**MATERIAL SHOWN:**
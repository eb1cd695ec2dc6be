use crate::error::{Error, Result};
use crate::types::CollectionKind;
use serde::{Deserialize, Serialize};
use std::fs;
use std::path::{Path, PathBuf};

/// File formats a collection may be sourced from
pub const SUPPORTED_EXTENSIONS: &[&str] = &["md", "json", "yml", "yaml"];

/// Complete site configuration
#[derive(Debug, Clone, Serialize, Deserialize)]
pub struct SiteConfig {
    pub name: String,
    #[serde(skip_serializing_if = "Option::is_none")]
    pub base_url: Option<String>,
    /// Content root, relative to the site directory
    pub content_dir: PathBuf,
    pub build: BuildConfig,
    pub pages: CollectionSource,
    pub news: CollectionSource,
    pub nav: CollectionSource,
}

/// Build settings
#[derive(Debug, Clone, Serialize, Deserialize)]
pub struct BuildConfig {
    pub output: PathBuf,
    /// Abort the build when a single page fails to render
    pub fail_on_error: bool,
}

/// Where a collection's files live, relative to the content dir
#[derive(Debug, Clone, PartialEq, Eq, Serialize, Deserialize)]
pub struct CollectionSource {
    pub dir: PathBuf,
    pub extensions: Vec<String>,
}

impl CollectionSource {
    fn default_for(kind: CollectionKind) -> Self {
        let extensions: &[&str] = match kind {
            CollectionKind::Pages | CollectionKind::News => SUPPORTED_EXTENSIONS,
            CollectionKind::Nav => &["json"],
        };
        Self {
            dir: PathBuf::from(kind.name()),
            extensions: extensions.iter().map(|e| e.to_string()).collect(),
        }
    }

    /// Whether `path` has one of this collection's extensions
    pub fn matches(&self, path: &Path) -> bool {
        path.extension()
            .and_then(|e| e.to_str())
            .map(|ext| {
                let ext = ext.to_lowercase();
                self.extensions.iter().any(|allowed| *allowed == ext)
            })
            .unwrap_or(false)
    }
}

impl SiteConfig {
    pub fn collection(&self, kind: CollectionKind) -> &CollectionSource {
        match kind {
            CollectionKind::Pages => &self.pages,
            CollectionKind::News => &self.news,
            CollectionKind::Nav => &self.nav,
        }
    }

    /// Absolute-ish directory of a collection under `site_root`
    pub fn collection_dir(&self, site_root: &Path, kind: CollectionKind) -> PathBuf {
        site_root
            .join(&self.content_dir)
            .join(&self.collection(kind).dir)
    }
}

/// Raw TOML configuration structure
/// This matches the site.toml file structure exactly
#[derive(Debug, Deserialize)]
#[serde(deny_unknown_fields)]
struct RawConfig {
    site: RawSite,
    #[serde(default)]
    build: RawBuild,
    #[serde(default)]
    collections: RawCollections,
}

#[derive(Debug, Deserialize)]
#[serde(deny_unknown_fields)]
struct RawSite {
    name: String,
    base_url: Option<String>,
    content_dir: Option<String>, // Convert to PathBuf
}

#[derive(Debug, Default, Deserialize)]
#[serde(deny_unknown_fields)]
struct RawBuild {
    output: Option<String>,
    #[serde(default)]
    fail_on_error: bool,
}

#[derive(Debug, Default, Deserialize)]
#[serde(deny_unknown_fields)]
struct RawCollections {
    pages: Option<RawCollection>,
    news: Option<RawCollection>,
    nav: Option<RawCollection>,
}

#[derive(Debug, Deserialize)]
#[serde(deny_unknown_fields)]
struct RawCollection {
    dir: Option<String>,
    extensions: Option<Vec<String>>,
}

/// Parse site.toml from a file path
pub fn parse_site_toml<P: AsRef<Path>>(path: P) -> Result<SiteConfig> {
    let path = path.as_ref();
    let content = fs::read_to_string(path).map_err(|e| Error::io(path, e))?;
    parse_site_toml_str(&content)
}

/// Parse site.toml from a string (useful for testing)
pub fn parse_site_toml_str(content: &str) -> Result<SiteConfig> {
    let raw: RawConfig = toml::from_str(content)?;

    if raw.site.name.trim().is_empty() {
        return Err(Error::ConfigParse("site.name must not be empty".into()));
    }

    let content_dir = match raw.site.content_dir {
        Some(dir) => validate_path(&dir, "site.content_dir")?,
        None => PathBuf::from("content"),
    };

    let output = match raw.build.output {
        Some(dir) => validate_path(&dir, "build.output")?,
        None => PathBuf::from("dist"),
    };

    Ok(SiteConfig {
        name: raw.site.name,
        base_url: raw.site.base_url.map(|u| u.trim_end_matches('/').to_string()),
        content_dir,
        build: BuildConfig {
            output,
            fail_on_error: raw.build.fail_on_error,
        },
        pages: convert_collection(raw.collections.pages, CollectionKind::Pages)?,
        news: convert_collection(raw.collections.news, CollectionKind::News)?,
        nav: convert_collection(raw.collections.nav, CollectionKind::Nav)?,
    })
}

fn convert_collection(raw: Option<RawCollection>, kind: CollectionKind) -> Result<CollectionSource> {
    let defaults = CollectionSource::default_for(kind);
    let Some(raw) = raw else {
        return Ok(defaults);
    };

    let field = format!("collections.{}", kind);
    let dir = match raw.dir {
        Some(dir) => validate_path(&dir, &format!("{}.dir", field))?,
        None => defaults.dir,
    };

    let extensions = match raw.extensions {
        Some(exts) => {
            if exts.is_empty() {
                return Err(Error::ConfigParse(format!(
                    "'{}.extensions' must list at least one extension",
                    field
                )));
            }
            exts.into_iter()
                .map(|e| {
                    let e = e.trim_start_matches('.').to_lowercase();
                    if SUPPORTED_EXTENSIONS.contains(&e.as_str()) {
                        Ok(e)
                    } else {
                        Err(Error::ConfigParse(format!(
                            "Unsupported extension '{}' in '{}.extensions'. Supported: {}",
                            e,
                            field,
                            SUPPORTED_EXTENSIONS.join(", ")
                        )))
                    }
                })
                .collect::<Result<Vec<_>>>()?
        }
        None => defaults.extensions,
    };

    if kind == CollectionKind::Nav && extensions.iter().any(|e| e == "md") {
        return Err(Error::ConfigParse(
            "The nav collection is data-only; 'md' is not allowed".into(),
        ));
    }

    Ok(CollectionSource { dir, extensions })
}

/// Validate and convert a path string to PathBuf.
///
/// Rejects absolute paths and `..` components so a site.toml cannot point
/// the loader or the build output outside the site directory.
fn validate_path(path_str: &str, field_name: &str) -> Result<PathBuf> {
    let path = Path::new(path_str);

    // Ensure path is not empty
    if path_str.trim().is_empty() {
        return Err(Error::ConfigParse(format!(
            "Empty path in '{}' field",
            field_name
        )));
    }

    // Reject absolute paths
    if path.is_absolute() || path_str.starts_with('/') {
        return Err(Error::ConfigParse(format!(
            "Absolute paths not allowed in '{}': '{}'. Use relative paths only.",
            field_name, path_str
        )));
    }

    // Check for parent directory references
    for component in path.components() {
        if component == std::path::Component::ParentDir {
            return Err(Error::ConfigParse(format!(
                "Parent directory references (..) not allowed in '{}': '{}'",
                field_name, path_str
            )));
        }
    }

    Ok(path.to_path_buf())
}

**ASSIGNED TASK:**
Quote each line of the listing above exactly.

**ANSWER BELOW:**
repository eb1cd695ec2dc6be
use crate::error::{Error, Result};
use crate::types::CollectionKind;
use serde::{Deserialize, Serialize};
use std::fs;
use std::path::{Path, PathBuf};

/// File formats a collection may be sourced from
pub const SUPPORTED_EXTENSIONS: &[&str] = &["md", "json", "yml", "yaml"];

/// Complete site configuration
#[derive(Debug, Clone, Serialize, Deserialize)]
pub struct SiteConfig {
    pub name: String,
    #[serde(skip_serializing_if = "Option::is_none")]
    pub base_url: Option<String>,
    /// Content root, relative to the site directory
    pub content_dir: PathBuf,
    pub build: BuildConfig,
    pub pages: CollectionSource,
    pub news: CollectionSource,
    pub nav: CollectionSource,
}

/// Build settings
#[derive(Debug, Clone, Serialize, Deserialize)]
pub struct BuildConfig {
    pub output: PathBuf,
    /// Abort the build when a single page fails to render
    pub fail_on_error: bool,
}

/// Where a collection's files live, relative to the content dir
#[derive(Debug, Clone, PartialEq, Eq, Serialize, Deserialize)]
pub struct CollectionSource {
    pub dir: PathBuf,
    pub extensions: Vec<String>,
}

impl CollectionSource {
    fn default_for(kind: CollectionKind) -> Self {
        let extensions: &[&str] = match kind {
            CollectionKind::Pages | CollectionKind::News => SUPPORTED_EXTENSIONS,
            CollectionKind::Nav => &["json"],
        };
        Self {
            dir: PathBuf::from(kind.name()),
            extensions: extensions.iter().map(|e| e.to_string()).collect(),
        }
    }

    /// Whether `path` has one of this collection's extensions
    pub fn matches(&self, path: &Path) -> bool {
        path.extension()
            .and_then(|e| e.to_str())
            .map(|ext| {
                let ext = ext.to_lowercase();
                self.extensions.iter().any(|allowed| *allowed == ext)
            })
            .unwrap_or(false)
    }
}

impl SiteConfig {
    pub fn collection(&self, kind: CollectionKind) -> &CollectionSource {
        match kind {
            CollectionKind::Pages => &self.pages,
            CollectionKind::News => &self.news,
            CollectionKind::Nav => &self.nav,
        }
    }

    /// Absolute-ish directory of a collection under `site_root`
    pub fn collection_dir(&self, site_root: &Path, kind: CollectionKind) -> PathBuf {
        site_root
            .join(&self.content_dir)
            .join(&self.collection(kind).dir)
    }
}

/// Raw TOML configuration structure
/// This matches the site.toml file structure exactly
#[derive(Debug, Deserialize)]
#[serde(deny_unknown_fields)]
struct RawConfig {
    site: RawSite,
    #[serde(default)]
    build: RawBuild,
    #[serde(default)]
    collections: RawCollections,
}

#[derive(Debug, Deserialize)]
#[serde(deny_unknown_fields)]
struct RawSite {
    name: String,
    base_url: Option<String>,
    content_dir: Option<String>, // Convert to PathBuf
}

#[derive(Debug, Default, Deserialize)]
#[serde(deny_unknown_fields)]
struct RawBuild {
    output: Option<String>,
    #[serde(default)]
    fail_on_error: bool,
}

#[derive(Debug, Default, Deserialize)]
#[serde(deny_unknown_fields)]
struct RawCollections {
    pages: Option<RawCollection>,
    news: Option<RawCollection>,
    nav: Option<RawCollection>,
}

#[derive(Debug, Deserialize)]
#[serde(deny_unknown_fields)]
struct RawCollection {
    dir: Option<String>,
    extensions: Option<Vec<String>>,
}

/// Parse site.toml from a file path
pub fn parse_site_toml<P: AsRef<Path>>(path: P) -> Result<SiteConfig> {
    let path = path.as_ref();
    let content = fs::read_to_string(path).map_err(|e| Error::io(path, e))?;
    parse_site_toml_str(&content)
}

/// Parse site.toml from a string (useful for testing)
pub fn parse_site_toml_str(content: &str) -> Result<SiteConfig> {
    let raw: RawConfig = toml::from_str(content)?;

    if raw.site.name.trim().is_empty() {
        return Err(Error::ConfigParse("site.name must not be empty".into()));
    }

    let content_dir = match raw.site.content_dir {
        Some(dir) => validate_path(&dir, "site.content_dir")?,
        None => PathBuf::from("content"),
    };

    let output = match raw.build.output {
        Some(dir) => validate_path(&dir, "build.output")?,
        None => PathBuf::from("dist"),
    };

    Ok(SiteConfig {
        name: raw.site.name,
        base_url: raw.site.base_url.map(|u| u.trim_end_matches('/').to_string()),
        content_dir,
        build: BuildConfig {
            output,
            fail_on_error: raw.build.fail_on_error,
        },
        pages: convert_collection(raw.collections.pages, CollectionKind::Pages)?,
        news: convert_collection(raw.collections.news, CollectionKind::News)?,
        nav: convert_collection(raw.collections.nav, CollectionKind::Nav)?,
    })
}

fn convert_collection(raw: Option<RawCollection>, kind: CollectionKind) -> Result<CollectionSource> {
    let defaults = CollectionSource::default_for(kind);
    let Some(raw) = raw else {
        return Ok(defaults);
    };

    let field = format!("collections.{}", kind);
    let dir = match raw.dir {
        Some(dir) => validate_path(&dir, &format!("{}.dir", field))?,
        None => defaults.dir,
    };

    let extensions = match raw.extensions {
        Some(exts) => {
            if exts.is_empty() {
                return Err(Error::ConfigParse(format!(
                    "'{}.extensions' must list at least one extension",
                    field
                )));
            }
            exts.into_iter()
                .map(|e| {
                    let e = e.trim_start_matches('.').to_lowercase();
                    if SUPPORTED_EXTENSIONS.contains(&e.as_str()) {
                        Ok(e)
                    } else {
                        Err(Error::ConfigParse(format!(
                            "Unsupported extension '{}' in '{}.extensions'. Supported: {}",
                            e,
                            field,
                            SUPPORTED_EXTENSIONS.join(", ")
                        )))
                    }
                })
                .collect::<Result<Vec<_>>>()?
        }
        None => defaults.extensions,
    };

    if kind == CollectionKind::Nav && extensions.iter().any(|e| e == "md") {
        return Err(Error::ConfigParse(
            "The nav collection is data-only; 'md' is not allowed".into(),
        ));
    }

    Ok(CollectionSource { dir, extensions })
}

/// Validate and convert a path string to PathBuf.
///
/// Rejects absolute paths and `..` components so a site.toml cannot point
/// the loader or the build output outside the site directory.
fn validate_path(path_str: &str, field_name: &str) -> Result<PathBuf> {
    let path = Path::new(path_str);

    // Ensure path is not empty
    if path_str.trim().is_empty() {
        return Err(Error::ConfigParse(format!(
            "Empty path in '{}' field",
            field_name
        )));
    }

    // Reject absolute paths
    if path.is_absolute() || path_str.starts_with('/') {
        return Err(Error::ConfigParse(format!(
            "Absolute paths not allowed in '{}': '{}'. Use relative paths only.",
            field_name, path_str
        )));
    }

    // Check for parent directory references
    for component in path.components() {
        if component == std::path::Component::ParentDir {
            return Err(Error::ConfigParse(format!(
                "Parent directory references (..) not allowed in '{}': '{}'",
                field_name, path_str
            )));
        }
    }

    Ok(path.to_path_buf())
}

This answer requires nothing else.